Breaking Numbers into Parts
- BNP -

1 and 2 Grade

Counting stories
The first lesson of the course is an ice-breaker centered around a non-trivial and fun problem. 

Parts of a number
They often ask in kindergarten and first grade to break a number into parts. For example, 5 = 2 + 3. In the standard curriculum, they always break numbers into two parts. In this lesson, we teach children to break a (positive integral) number into parts in all the possible ways, from one part on. For example, 5 = 5 is a way to break 5 into one part. It may seem trivial for the first look, but it is very important. One can also break 5 into two, three, four, and five parts. For example, 5 = 1 + 1 + 1 + 1 + 1

Partitions and subtraction
We used the technique of breaking a number into parts introduced in the second lesson to show students that addition and subtraction of whole numbers can be thought of as breaking numbers into parts.

The number line
We introduce the concept of the number line and show how to use the number line for addition and subtraction.

Digits and numbers
We show that numbers are made of digits the same way words are made of letters.

Young diagrams
We start calling the partitions introduced as "houses" in lesson 2 by their grown-up name, Young diagrams.

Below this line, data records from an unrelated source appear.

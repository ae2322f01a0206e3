//! The shell's line-oriented command language.
//!
//! A script is a sequence of commands separated by newlines or `;`. `#`
//! starts a comment that runs to the end of the line. Text literals are
//! double-quoted, may contain `;` and `#`, and understand the escapes
//! `\n`, `\t`, `\r`, `\0`, `\\`, `\"` and `\xNN`.
//!
//! ```text
//! new
//! append "AB\xff"        # text, any bytes
//! append blob 0a0b       # immutable byte blob
//! append_bytearray self  # copy of the current array
//! get 0; get append      # byte read, capability lookup
//! set 0 255
//! len; show; hex; stats; methods; release
//! ```

use crate::error::{CliError, CliResult};
use std::iter::Peekable;
use std::str::Chars;

/// An argument to a command, turned into a host value at execution time
#[derive(Debug, Clone, PartialEq)]
pub enum Operand {
    /// Quoted text, escapes already resolved
    Text(Vec<u8>),
    /// `blob <hex>`: an immutable byte blob
    Blob(Vec<u8>),
    /// `opaque <type>`: a foreign value that offers no bytes
    Opaque(String),
    /// `self`: the current byte array
    SelfRef,
    /// `nil`
    Nil,
    /// `true` or `false`
    Boolean(bool),
    /// Integer literal
    Integer(i64),
    /// Float literal
    Number(f64),
    /// Any other bare word, passed as a string
    Name(String),
}

/// One shell command
#[derive(Debug, Clone, PartialEq)]
pub enum Command {
    /// Replace the current array with a new, empty one
    New,
    /// `b:append(operand)`
    Append(Operand),
    /// `b:append_bytearray(operand)`
    AppendByteArray(Operand),
    /// `b .. operand`
    Concat(Operand),
    /// `b[key]`
    Get(Operand),
    /// `b[key] = value`
    Set(Operand, Operand),
    /// `#b`
    Len,
    /// `tostring(b)`
    Show,
    /// The bytes as lowercase hex
    Hex,
    /// Length, capacity and growth counters as JSON
    Stats,
    /// Names in the capability table
    Methods,
    /// `b:release()`
    Release,
}

#[derive(Debug, Clone, PartialEq)]
enum Token {
    Word(String),
    Text(Vec<u8>),
}

/// Parse a whole script. Blank lines and comments produce no command.
///
/// # Errors
///
/// Returns `CliError::ParseError` for the first malformed command; nothing
/// is returned for the commands before it.
///
/// # Example
///
/// ```
/// use bytearray_cli::{Command, Operand};
/// use bytearray_cli::command::parse_script;
///
/// let commands = parse_script("append \"hi\"; len # length").unwrap();
/// assert_eq!(
///     commands,
///     vec![Command::Append(Operand::Text(b"hi".to_vec())), Command::Len]
/// );
/// ```
pub fn parse_script(source: &str) -> CliResult<Vec<Command>> {
    split_commands(source)?
        .iter()
        .map(|tokens| parse_command(tokens))
        .collect()
}

fn parse_error(message: impl Into<String>) -> CliError {
    CliError::ParseError(message.into())
}

fn split_commands(source: &str) -> CliResult<Vec<Vec<Token>>> {
    let mut commands = Vec::new();
    let mut tokens = Vec::new();
    let mut chars = source.chars().peekable();

    while let Some(c) = chars.next() {
        match c {
            '\n' | ';' => {
                if !tokens.is_empty() {
                    commands.push(std::mem::take(&mut tokens));
                }
            }
            '#' => {
                while chars.next_if(|&c| c != '\n').is_some() {}
            }
            '"' => tokens.push(Token::Text(read_text(&mut chars)?)),
            c if c.is_whitespace() => {}
            c => {
                let mut word = String::from(c);
                while let Some(c) =
                    chars.next_if(|&c| !c.is_whitespace() && !matches!(c, ';' | '#' | '"'))
                {
                    word.push(c);
                }
                tokens.push(Token::Word(word));
            }
        }
    }
    if !tokens.is_empty() {
        commands.push(tokens);
    }
    Ok(commands)
}

/// Read a text literal after its opening quote
fn read_text(chars: &mut Peekable<Chars<'_>>) -> CliResult<Vec<u8>> {
    let mut text = Vec::new();
    loop {
        let c = chars
            .next()
            .ok_or_else(|| parse_error("unterminated text literal"))?;
        match c {
            '"' => return Ok(text),
            '\\' => {
                let escaped = chars
                    .next()
                    .ok_or_else(|| parse_error("unterminated text literal"))?;
                let byte = match escaped {
                    'n' => b'\n',
                    't' => b'\t',
                    'r' => b'\r',
                    '0' => 0,
                    '\\' => b'\\',
                    '"' => b'"',
                    'x' => read_hex_escape(chars)?,
                    other => return Err(parse_error(format!("unknown escape '\\{}'", other))),
                };
                text.push(byte);
            }
            c => {
                let mut buf = [0u8; 4];
                text.extend_from_slice(c.encode_utf8(&mut buf).as_bytes());
            }
        }
    }
}

fn read_hex_escape(chars: &mut Peekable<Chars<'_>>) -> CliResult<u8> {
    let high = chars.next().and_then(|c| c.to_digit(16));
    let low = chars.next().and_then(|c| c.to_digit(16));
    match (high, low) {
        // Two hex digits never exceed 0xff
        (Some(high), Some(low)) => Ok((high * 16 + low) as u8),
        _ => Err(parse_error("\\x must be followed by two hex digits")),
    }
}

fn parse_command(tokens: &[Token]) -> CliResult<Command> {
    let (name, args) = match tokens.split_first() {
        Some((Token::Word(name), args)) => (name.as_str(), args),
        Some((Token::Text(_), _)) => {
            return Err(parse_error("expected a command, found a text literal"))
        }
        None => return Err(parse_error("empty command")),
    };

    let command = match name {
        "new" => no_operands(name, args, Command::New)?,
        "len" => no_operands(name, args, Command::Len)?,
        "show" => no_operands(name, args, Command::Show)?,
        "hex" => no_operands(name, args, Command::Hex)?,
        "stats" => no_operands(name, args, Command::Stats)?,
        "methods" => no_operands(name, args, Command::Methods)?,
        "release" => no_operands(name, args, Command::Release)?,
        "append" => Command::Append(one_operand(name, args)?),
        "append_bytearray" => Command::AppendByteArray(one_operand(name, args)?),
        "concat" => Command::Concat(one_operand(name, args)?),
        "get" => Command::Get(one_operand(name, args)?),
        "set" => {
            let (key, rest) = parse_operand(name, args)?;
            let (value, rest) = parse_operand(name, rest)?;
            expect_end(name, rest)?;
            Command::Set(key, value)
        }
        other => return Err(parse_error(format!("unknown command '{}'", other))),
    };
    Ok(command)
}

fn no_operands(name: &str, args: &[Token], command: Command) -> CliResult<Command> {
    expect_end(name, args)?;
    Ok(command)
}

fn one_operand(name: &str, args: &[Token]) -> CliResult<Operand> {
    let (operand, rest) = parse_operand(name, args)?;
    expect_end(name, rest)?;
    Ok(operand)
}

fn expect_end(name: &str, rest: &[Token]) -> CliResult<()> {
    if rest.is_empty() {
        Ok(())
    } else {
        Err(parse_error(format!("too many operands for '{}'", name)))
    }
}

fn parse_operand<'t>(name: &str, args: &'t [Token]) -> CliResult<(Operand, &'t [Token])> {
    let (first, rest) = args
        .split_first()
        .ok_or_else(|| parse_error(format!("missing operand for '{}'", name)))?;
    let word = match first {
        Token::Text(bytes) => return Ok((Operand::Text(bytes.clone()), rest)),
        Token::Word(word) => word.as_str(),
    };

    let operand = match word {
        "blob" => {
            let (digits, rest) = word_after(word, rest)?;
            let bytes = hex::decode(digits)
                .map_err(|e| parse_error(format!("invalid blob '{}': {}", digits, e)))?;
            return Ok((Operand::Blob(bytes), rest));
        }
        "opaque" => {
            let (type_name, rest) = word_after(word, rest)?;
            return Ok((Operand::Opaque(type_name.to_string()), rest));
        }
        "self" => Operand::SelfRef,
        "nil" => Operand::Nil,
        "true" => Operand::Boolean(true),
        "false" => Operand::Boolean(false),
        _ => parse_scalar(word),
    };
    Ok((operand, rest))
}

fn word_after<'t>(keyword: &str, rest: &'t [Token]) -> CliResult<(&'t str, &'t [Token])> {
    match rest.split_first() {
        Some((Token::Word(word), rest)) => Ok((word.as_str(), rest)),
        _ => Err(parse_error(format!("'{}' expects a word", keyword))),
    }
}

fn parse_scalar(word: &str) -> Operand {
    if let Ok(integer) = word.parse::<i64>() {
        Operand::Integer(integer)
    } else if let Ok(number) = word.parse::<f64>() {
        Operand::Number(number)
    } else {
        Operand::Name(word.to_string())
    }
}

Harder subtraction problems
We show students how to use Young diagrams to solve harder subtraction problems.

Odd and even numbers
We use Young diagrams to introduce the concept of odd and even numbers.

Properties of add and even numbers
We use Young diagrams to study properties of odd and even numbers.

Commutativity of addition
We use Young diagrams to show students that x + y = y + x for any positive integers x and y. Most grown-ups are familiar with the fact, but very few can explain why it holds. The proof is given by means of playing the "build a house" game.

Adding more than two numbers
We use commutativity of addition to show students more efficient ways to add numbers. For example, 8 + 7 + 6 + 2 + 3 + 4 = 8 + 2 + 7 + 3 + 6 + 4 = 10 + 10 + 10 = 30

Operations
We introduce functions in an age-appropriate fashion.

Compositions of operations and commutativity
We use operations to show that commutativity is a big deal in mathematics and in real life. If you doubt the latter, change the order of operations "put on socks" and "put on shoes" you routinely perform dressing up in the morning and then look at yourself in the mirror.

Inverse operations
We introduce the notion of an inverse function in an age-appropriate way.

Plane reflections and other symmetries
We study reflections of flat solids in straight line and other symmetries.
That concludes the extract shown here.